IBM, Sony update lightweight laptops

Big Blue tries to wow businesses with weight loss as it preps another ThinkPad for release in the United States. Meanwhile, Sony revamps its smallest, lightest portables.

John G. Spooner Staff Writer, CNET News.com
John Spooner
covers the PC market, chips and automotive technology.
John G. Spooner
3 min read
IBM and Sony are planning to revamp their smallest notebooks this month.

Big Blue is preparing another lightweight ThinkPad, the X40, for release in the United States this month, according to sources familiar with the company's plans. The X40, which is already available in Japan, weighs 2.7 pounds, about 25 percent lighter than the already svelte ThinkPad X31, according to IBM.

The machine, which will cost between $1,800 and $2,000, will come with a 12.1-inch display, a full-size keyboard and an Intel Pentium M processor, the sources said.

Meanwhile, Sony on Tuesday said it will update its Vaio PCG-V505 and PCG-TR3A notebook lines.

The company's latest Vaio PCG-V505, the V505EX model, will come with a 12.1-inch screen. It's considered to be a so-called two-spindle machine, meaning it contains a hard drive and can accommodate an optical drive. Two-spindle notebooks weigh a little more to make room for an additional drive but are considered to be more practical, said Alan Promisel, an analyst at IDC.

The 4.4-pound V505EX, which uses the latest version of Intel's Centrino chip bundle, will sell for about $1,900 and will be available later this month, Sony said.

The company also fitted its 3-pound PCG-TR3A notebook with a DVD burner. The DVD burner model, dubbed PCG-TR3AP3, will offer a 10.6-inch wide-angle display, a 1GHz Pentium M processor, 1GB of RAM, a 40GB hard drive and a dual-band wireless module for about $3,000, Sony said. The machine will be sold starting later this month via Sony's SonyStyle Web site.

Small notebooks, such as IBM's ThinkPad X series, traditionally have been more popular with businesses, because corporate executives and others who travel frequently tend to want smaller, lighter machines.

But the machines, which often come with 12.1-inch or smaller screens and weigh less than 4.5-pounds, have been a tough sell with consumers and make up a minor portion of the overall notebook market. Small notebooks typically account for between 5 percent and 10 percent of laptop shipments each year, according to research firm IDC.

Part of the reason for the machines' lackluster market performance is that businesses often opt for 5-pound to 6-pound notebooks, which cost less and offer larger screens. Furthermore, many consumers--especially first-time notebook buyers--adopt 8-pound or larger machines with 15-inch or greater screens as replacements for desktops.

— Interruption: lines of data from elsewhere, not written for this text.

impl InstPrinter {
    pub fn new() -> Self {
        Self::default()
    }

    fn shape_err(&self, mnemonic: &'static str, reason: impl Into<String>) -> LegalizeError {
        LegalizeError::UnsupportedOperandShape {
            mnemonic,
            reason: reason.into(),
        }
    }

    /// Decode the packed string starting at operand `start`. Returns the
    /// string and the index of the first operand past its words.
    fn string_at(&self, inst: &McInst, start: usize) -> (String, usize) {
        let mut words = Vec::new();
        let mut idx = start;
        while let Some(v) = inst.imm_at(idx) {
            idx += 1;
            let word = v as u32;
            words.push(word);
            if word.to_le_bytes().contains(&0) {
                break;
            }
        }
        (strings::decode_string(&words), idx)
    }

    fn push_plain(&self, out: &mut String, op: McOperand) {
        match op {
            McOperand::Id(v) => out.push_str(&format!(" %{}", v + 1)),
            McOperand::Imm(v) => out.push_str(&format!(" {v}")),
            McOperand::FpImm(v) => out.push_str(&format!(" {v:?}")),
        }
    }

    /// Render one instruction as assembly text.
    pub fn print_inst(&mut self, inst: &McInst) -> LegalizeResult<String> {
        let Some(desc) = inst.opcode.desc() else {
            return Err(self.shape_err(
                "<pseudo>",
                format!("{:?} has no printable form", inst.opcode),
            ));
        };

        let mut out = String::new();
        let mut idx = 0;
        if desc.has_def() {
            let def = inst
                .id_at(0)
                .ok_or_else(|| self.shape_err(desc.mnemonic, "missing result id"))?;
            out.push_str(&format!("%{} = ", def + 1));
            idx = 1;
        }
        out.push_str(desc.mnemonic);

        for &fixed in &desc.fixed[idx..] {
            match fixed {
                FixedOp::Def => {
                    return Err(self.shape_err(desc.mnemonic, "def outside operand 0"))
                }
                FixedOp::Id => {
                    let v = inst
                        .id_at(idx)
                        .ok_or_else(|| self.shape_err(desc.mnemonic, "expected id operand"))?;
                    out.push_str(&format!(" %{}", v + 1));
                    idx += 1;
                }
                FixedOp::Imm => {
                    let v = inst
                        .imm_at(idx)
                        .ok_or_else(|| self.shape_err(desc.mnemonic, "expected literal operand"))?;
                    out.push_str(&format!(" {v}"));
                    idx += 1;
                }
                FixedOp::Enum(kind) => {
                    let v = inst
                        .imm_at(idx)
                        .ok_or_else(|| self.shape_err(desc.mnemonic, "expected enum operand"))?;
                    out.push_str(&format!(" {}", enum_name(kind, v as u32)));
                    idx += 1;
                }
                FixedOp::Str => {
                    let (s, next) = self.string_at(inst, idx);
                    if next == idx {
                        return Err(self.shape_err(desc.mnemonic, "expected string words"));
                    }
                    out.push_str(&format!(" {}", quote(&s)));
                    idx = next;
                    // A debug-info form may carry further strings back to
                    // back; print each quoted on its own.
                    if desc.tail == Tail::StringDone {
                        while idx < inst.operands.len() {
                            let (s, next) = self.string_at(inst, idx);
                            if next == idx {
                                return Err(self
                                    .shape_err(desc.mnemonic, "non-literal word in string tail"));
                            }
                            out.push_str(&format!(" {}", quote(&s)));
                            idx = next;
                        }
                    }
                }
                FixedOp::ExtInstNum => {
                    let number = inst
                        .imm_at(idx)
                        .ok_or_else(|| self.shape_err(desc.mnemonic, "expected instruction number"))?;
                    let set = inst
                        .id_at(EXT_INST_SET_OPERAND)
                        .and_then(|id| self.imports.get(&id).copied());
                    match set.and_then(|s| ext_inst_name(s, number)) {
                        Some(name) => out.push_str(&format!(" {name}")),
                        None => out.push_str(&format!(" {number}")),
                    }
                    idx += 1;
                }
            }
        }

        self.print_tail(inst, desc.mnemonic, desc.tail, idx, &mut out)?;

        if inst.opcode == Opcode::OpExtInstImport {
            if let (Some(def), (name, _)) = (inst.id_at(0), self.string_at(inst, 1)) {
                if let Some(set) = ExtInstSet::from_name(&name) {
                    self.imports.insert(def, set);
                }
            }
        }
        Ok(out)
    }

    fn print_tail(
        &self,
        inst: &McInst,
        mnemonic: &'static str,
        tail: Tail,
        mut idx: usize,
        out: &mut String,
    ) -> LegalizeResult<()> {
        match tail {
            Tail::None | Tail::StringDone => {}
            Tail::Plain | Tail::Literals | Tail::Single => {
                for &op in &inst.operands[idx.min(inst.operands.len())..] {
                    self.push_plain(out, op);
                }
            }
            Tail::AccessQualifier => {
                if let Some(v) = inst.imm_at(idx) {
                    match AccessQualifier::from_u32(v as u32) {
                        Some(q) => out.push_str(&format!(" {}", q.name())),
                        None => out.push_str(&format!(" {v}")),
                    }
                }
            }
            Tail::IdsOnly => {
                while idx < inst.operands.len() {
                    if let Some(v) = inst.id_at(idx) {
                        out.push_str(&format!(" %{}", v + 1));
                    }
                    idx += 1;
                }
            }
            Tail::Memory => {
                if let Some(mask) = inst.imm_at(idx) {
                    out.push_str(&format!(" {}", MemoryOperand::symbolic(mask as u32)));
                    idx += 1;
                    for &op in &inst.operands[idx..] {
                        self.push_plain(out, op);
                    }
                }
            }
            Tail::MemoryGroups => {
                while idx < inst.operands.len() {
                    let mask = inst
                        .imm_at(idx)
                        .ok_or_else(|| self.shape_err(mnemonic, "expected memory-operand mask"))?;
                    out.push_str(&format!(" {}", MemoryOperand::symbolic(mask as u32)));
                    idx += 1;
                    if mask as u32 & MemoryOperand::Aligned != 0 {
                        let align = inst.imm_at(idx).ok_or_else(|| {
                            self.shape_err(mnemonic, "Aligned mask without alignment literal")
                        })?;
                        out.push_str(&format!(" {align}"));
                        idx += 1;
                    }
                }
            }
            Tail::Image => {
                if let Some(mask) = inst.imm_at(idx) {
                    out.push_str(&format!(" {}", ImageOperand::symbolic(mask as u32)));
                    idx += 1;
                    for &op in &inst.operands[idx..] {
                        self.push_plain(out, op);
                    }
                }
            }
            Tail::WideConstant => {
                let rest = &inst.operands[idx.min(inst.operands.len())..];
                match rest {
                    [McOperand::Imm(low), McOperand::Imm(high)] => {
                        let wide = (*low as u64 & 0xffff_ffff) | ((*high as u64) << 32);
                        out.push_str(&format!(" {wide}"));
                    }
                    _ => {
                        for &op in rest {
                            self.push_plain(out, op);
                        }
                    }
                }
            }
            Tail::Decorate => self.print_decorate_tail(inst, mnemonic, idx, out)?,
            Tail::ExtInst => self.print_ext_inst_tail(inst, idx, out),
        }
        Ok(())
    }

    /// Decoration tails: the decoration kind operand selects how the extra
    /// operands are spelled.
    fn print_decorate_tail(
        &self,
        inst: &McInst,
        mnemonic: &'static str,
        mut idx: usize,
        out: &mut String,
    ) -> LegalizeResult<()> {
        let dec = inst
            .imm_at(idx - 1)
            .and_then(|v| Decoration::from_u32(v as u32));
        match dec {
            Some(Decoration::BuiltIn) => {
                let v = inst
                    .imm_at(idx)
                    .ok_or_else(|| self.shape_err(mnemonic, "BuiltIn without a kind operand"))?;
                match BuiltIn::from_u32(v as u32) {
                    Some(b) => out.push_str(&format!(" {}", b.name())),
                    None => out.push_str(&format!(" {v}")),
                }
            }
            Some(Decoration::UniformId) => {
                if let Some(v) = inst.imm_at(idx) {
                    match Scope::from_u32(v as u32) {
                        Some(s) => out.push_str(&format!(" {}", s.name())),
                        None => out.push_str(&format!(" {v}")),
                    }
                }
            }
            Some(Decoration::FuncParamAttr) => {
                if let Some(v) = inst.imm_at(idx) {
                    match FunctionParameterAttribute::from_u32(v as u32) {
                        Some(a) => out.push_str(&format!(" {}", a.name())),
                        None => out.push_str(&format!(" {v}")),
                    }
                }
            }
            Some(Decoration::FPRoundingMode) => {
                if let Some(v) = inst.imm_at(idx) {
                    match FPRoundingMode::from_u32(v as u32) {
                        Some(m) => out.push_str(&format!(" {}", m.name())),
                        None => out.push_str(&format!(" {v}")),
                    }
                }
            }
            Some(Decoration::FPFastMathMode) => {
                if let Some(v) = inst.imm_at(idx) {
                    out.push_str(&format!(" {}", FPFastMathMode::symbolic(v as u32)));
                }
            }
            Some(Decoration::LinkageAttributes) => {
                let (name, next) = self.string_at(inst, idx);
                out.push_str(&format!(" {}", quote(&name)));
                idx = next;
                let v = inst.imm_at(idx).ok_or_else(|| {
                    self.shape_err(mnemonic, "LinkageAttributes without a linkage type")
                })?;
                match LinkageType::from_u32(v as u32) {
                    Some(l) => out.push_str(&format!(" {}", l.name())),
                    None => out.push_str(&format!(" {v}")),
                }
            }
            _ => {
                for &op in &inst.operands[idx.min(inst.operands.len())..] {
                    self.push_plain(out, op);
                }
            }
        }
        Ok(())
    }

    /// Extended-call argument tails. The half-store family of OpenCL.std
    /// carries a literal rounding mode as its final operand.
    fn print_ext_inst_tail(&self, inst: &McInst, idx: usize, out: &mut String) {
        let set = inst
            .id_at(EXT_INST_SET_OPERAND)
            .and_then(|id| self.imports.get(&id).copied());
        let number = inst.imm_at(EXT_INST_SET_OPERAND + 1);
        let rounding_tail = matches!(
            (set, number),
            (Some(ExtInstSet::OpenclStd), Some(n)) if opencl_has_rounding_mode_tail(n)
        );
        let last = inst.operands.len().saturating_sub(1);
        for (k, &op) in inst.operands.iter().enumerate().skip(idx) {
            if rounding_tail && k == last {
                if let McOperand::Imm(v) = op {
                    match FPRoundingMode::from_u32(v as u32) {
                        Some(m) => out.push_str(&format!(" {}", m.name())),
                        None => out.push_str(&format!(" {v}")),
                    }
                    continue;
                }
            }
            self.push_plain(out, op);
        }
    }
}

Still, lightweight notebooks have the potential to take on a larger portion of the market over the next few years, as businesses spend more on technology, Promisel said. In addition, consumers' notebook requirements are becoming more sophisticated, as they move to their second or third machines.

The "near-term opportunity (for lightweight notebooks) is in business, but over the next three years, we will see more sales...to consumers," Promisel said. "Over time, we expect consumers to become more conscious of mobility."

A number of other PC makers, including Dell, Hewlett-Packard, Fujitsu and Toshiba, also offer lightweight notebooks.

In other notebook news, Sony plans to update its Vaio PCG-Z1WA notebook with the latest Centrino bundle. The machine, which will cost about $2,300, will come with a 14-inch display, a 1.7GHz Pentium M, 512MB of RAM, a 60GB hard drive, a combination CD-burner/DVD-ROM and Intel's combination 802.11a/g wireless module, Sony said.

Meanwhile, Toshiba introduced a new Satellite P15 notebook for consumers. The machine, which offers a 3GHz Intel Pentium 4 processor, a 15.4-inch wide-angle display and a DVD burner, will start at $1,899, the company said.